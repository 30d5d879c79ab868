//! Core traits and types for the caching system.

use chrono::{DateTime, FixedOffset, Utc};
use serde::{de::DeserializeOwned, Serialize};
use std::fmt;

/// Trait for payloads that can be cached.
///
/// Implementors provide a unique key (used when merging incremental results)
/// and optionally an updated_at timestamp for incremental fetching.
pub trait Cacheable: Clone + Send + Sync + Serialize + DeserializeOwned {
  /// Unique identifier for this entity (e.g., track id, play timestamp)
  fn cache_key(&self) -> String;

  /// Last modification timestamp (RFC 3339).
  /// Returns None if the entity doesn't track modification time.
  fn updated_at(&self) -> Option<&str>;

  /// Entity type name for storage organization (e.g., "playlist", "artist")
  fn entity_type() -> &'static str;
}

impl<T: Cacheable> Cacheable for Vec<T> {
  fn cache_key(&self) -> String {
    self.iter().map(|e| e.cache_key()).collect::<Vec<_>>().join(",")
  }

  /// Latest timestamp by instant, not by string order: precision and
  /// offsets vary between entries.
  fn updated_at(&self) -> Option<&str> {
    self
      .iter()
      .filter_map(|e| e.updated_at())
      .max_by_key(|ts| parse_timestamp(ts))
  }

  fn entity_type() -> &'static str {
    T::entity_type()
  }
}

fn parse_timestamp(ts: &str) -> Option<DateTime<FixedOffset>> {
  DateTime::parse_from_rfc3339(ts).ok()
}

/// The (resource kind, resource identifier) part of a cache key.
///
/// Invalidation works on scopes: every query sharing a scope (for example
/// all pages of one playlist's tracks) goes stale together.
#[derive(Debug, Clone, PartialEq, Eq, Hash)]
pub struct CacheScope {
  pub kind: &'static str,
  pub id: Option<String>,
}

impl CacheScope {
  pub fn new(kind: &'static str, id: impl Into<String>) -> Self {
    Self {
      kind,
      id: Some(id.into()),
    }
  }

  /// A scope with no identifier (e.g., the current user's playlists).
  pub fn kind(kind: &'static str) -> Self {
    Self { kind, id: None }
  }
}

impl fmt::Display for CacheScope {
  fn fmt(&self, f: &mut fmt::Formatter<'_>) -> fmt::Result {
    match &self.id {
      Some(id) => write!(f, "{}:{}", self.kind, id),
      None => f.write_str(self.kind),
    }
  }
}

/// Identity of a cached query.
pub trait QueryKey: Send + Sync {
  /// Stable, fixed-length storage key
  fn cache_hash(&self) -> String;

  /// Resource the query reads, used for invalidation
  fn scope(&self) -> CacheScope;

  /// Human readable description for logs and inspection
  fn description(&self) -> String;
}

/// Result from a cache operation, including data and metadata about the source.
#[derive(Debug, Clone)]
pub struct CacheResult<T> {
  /// The actual data
  pub data: T,
  /// Where the data came from
  pub source: CacheSource,
  /// When the data was cached (if from cache)
  pub cached_at: Option<DateTime<Utc>>,
}

impl<T> CacheResult<T> {
  /// Create a new cache result from fresh network data.
  pub fn from_network(data: T) -> Self {
    Self {
      data,
      source: CacheSource::Network,
      cached_at: None,
    }
  }

  /// Create a new cache result from fresh cached data.
  pub fn from_cache(data: T, cached_at: DateTime<Utc>) -> Self {
    Self {
      data,
      source: CacheSource::CacheFresh,
      cached_at: Some(cached_at),
    }
  }

  /// Create a new cache result for offline mode.
  pub fn offline(data: T, cached_at: DateTime<Utc>) -> Self {
    Self {
      data,
      source: CacheSource::Offline,
      cached_at: Some(cached_at),
    }
  }
}

/// Indicates where cached data came from.
#[derive(Debug, Clone, Copy, PartialEq, Eq)]
pub enum CacheSource {
  /// Fresh data from network
  Network,
  /// Data from cache, still considered fresh
  CacheFresh,
  /// Refresh failed, serving stale or invalidated cached data
  Offline,
}

#[cfg(test)]
mod tests {
  use super::*;

  use crate::cache::storage::tests::Item;

  #[test]
  fn test_list_updated_at_compares_instants() {
    let items = vec![
      Item::new("a", Some("2024-05-01T12:00:00Z")),
      Item::new("b", Some("2024-05-01T12:00:00.500Z")),
      Item::new("c", Some("2024-05-01T13:59:00+02:00")),
      Item::new("d", None),
    ];
    assert_eq!(items.updated_at(), Some("2024-05-01T12:00:00.500Z"));
    assert_eq!(Vec::<Item>::new().updated_at(), None);
  }

  #[test]
  fn test_scope_display() {
    assert_eq!(CacheScope::new("playlist", "p1").to_string(), "playlist:p1");
    assert_eq!(CacheScope::kind("user_playlists").to_string(), "user_playlists");
  }
}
........
● **What the task requires**
Write the entries above out again, verbatim.

● **Exercise output**
repository 30d5d879c79ab868
//! Core traits and types for the caching system.

use chrono::{DateTime, FixedOffset, Utc};
use serde::{de::DeserializeOwned, Serialize};
use std::fmt;

/// Trait for payloads that can be cached.
///
/// Implementors provide a unique key (used when merging incremental results)
/// and optionally an updated_at timestamp for incremental fetching.
pub trait Cacheable: Clone + Send + Sync + Serialize + DeserializeOwned {
  /// Unique identifier for this entity (e.g., track id, play timestamp)
  fn cache_key(&self) -> String;

  /// Last modification timestamp (RFC 3339).
  /// Returns None if the entity doesn't track modification time.
  fn updated_at(&self) -> Option<&str>;

  /// Entity type name for storage organization (e.g., "playlist", "artist")
  fn entity_type() -> &'static str;
}

impl<T: Cacheable> Cacheable for Vec<T> {
  fn cache_key(&self) -> String {
    self.iter().map(|e| e.cache_key()).collect::<Vec<_>>().join(",")
  }

  /// Latest timestamp by instant, not by string order: precision and
  /// offsets vary between entries.
  fn updated_at(&self) -> Option<&str> {
    self
      .iter()
      .filter_map(|e| e.updated_at())
      .max_by_key(|ts| parse_timestamp(ts))
  }

  fn entity_type() -> &'static str {
    T::entity_type()
  }
}

fn parse_timestamp(ts: &str) -> Option<DateTime<FixedOffset>> {
  DateTime::parse_from_rfc3339(ts).ok()
}

/// The (resource kind, resource identifier) part of a cache key.
///
/// Invalidation works on scopes: every query sharing a scope (for example
/// all pages of one playlist's tracks) goes stale together.
#[derive(Debug, Clone, PartialEq, Eq, Hash)]
pub struct CacheScope {
  pub kind: &'static str,
  pub id: Option<String>,
}

impl CacheScope {
  pub fn new(kind: &'static str, id: impl Into<String>) -> Self {
    Self {
      kind,
      id: Some(id.into()),
    }
  }

  /// A scope with no identifier (e.g., the current user's playlists).
  pub fn kind(kind: &'static str) -> Self {
    Self { kind, id: None }
  }
}

impl fmt::Display for CacheScope {
  fn fmt(&self, f: &mut fmt::Formatter<'_>) -> fmt::Result {
    match &self.id {
      Some(id) => write!(f, "{}:{}", self.kind, id),
      None => f.write_str(self.kind),
    }
  }
}

/// Identity of a cached query.
pub trait QueryKey: Send + Sync {
  /// Stable, fixed-length storage key
  fn cache_hash(&self) -> String;

  /// Resource the query reads, used for invalidation
  fn scope(&self) -> CacheScope;

  /// Human readable description for logs and inspection
  fn description(&self) -> String;
}

/// Result from a cache operation, including data and metadata about the source.
#[derive(Debug, Clone)]
pub struct CacheResult<T> {
  /// The actual data
  pub data: T,
  /// Where the data came from
  pub source: CacheSource,
  /// When the data was cached (if from cache)
  pub cached_at: Option<DateTime<Utc>>,
}

impl<T> CacheResult<T> {
  /// Create a new cache result from fresh network data.
  pub fn from_network(data: T) -> Self {
    Self {
      data,
      source: CacheSource::Network,
      cached_at: None,
    }
  }

  /// Create a new cache result from fresh cached data.
  pub fn from_cache(data: T, cached_at: DateTime<Utc>) -> Self {
    Self {
      data,
      source: CacheSource::CacheFresh,
      cached_at: Some(cached_at),
    }
  }

  /// Create a new cache result for offline mode.
  pub fn offline(data: T, cached_at: DateTime<Utc>) -> Self {
    Self {
      data,
      source: CacheSource::Offline,
      cached_at: Some(cached_at),
    }
  }
}

/// Indicates where cached data came from.
#[derive(Debug, Clone, Copy, PartialEq, Eq)]
pub enum CacheSource {
  /// Fresh data from network
  Network,
  /// Data from cache, still considered fresh
  CacheFresh,
  /// Refresh failed, serving stale or invalidated cached data
  Offline,
}

#[cfg(test)]
mod tests {
  use super::*;

  use crate::cache::storage::tests::Item;

  #[test]
  fn test_list_updated_at_compares_instants() {
    let items = vec![
      Item::new("a", Some("2024-05-01T12:00:00Z")),
      Item::new("b", Some("2024-05-01T12:00:00.500Z")),
      Item::new("c", Some("2024-05-01T13:59:00+02:00")),
      Item::new("d", None),
    ];
    assert_eq!(items.updated_at(), Some("2024-05-01T12:00:00.500Z"));
    assert_eq!(Vec::<Item>::new().updated_at(), None);
  }

  #[test]
  fn test_scope_display() {
    assert_eq!(CacheScope::new("playlist", "p1").to_string(), "playlist:p1");
    assert_eq!(CacheScope::kind("user_playlists").to_string(), "user_playlists");
  }
}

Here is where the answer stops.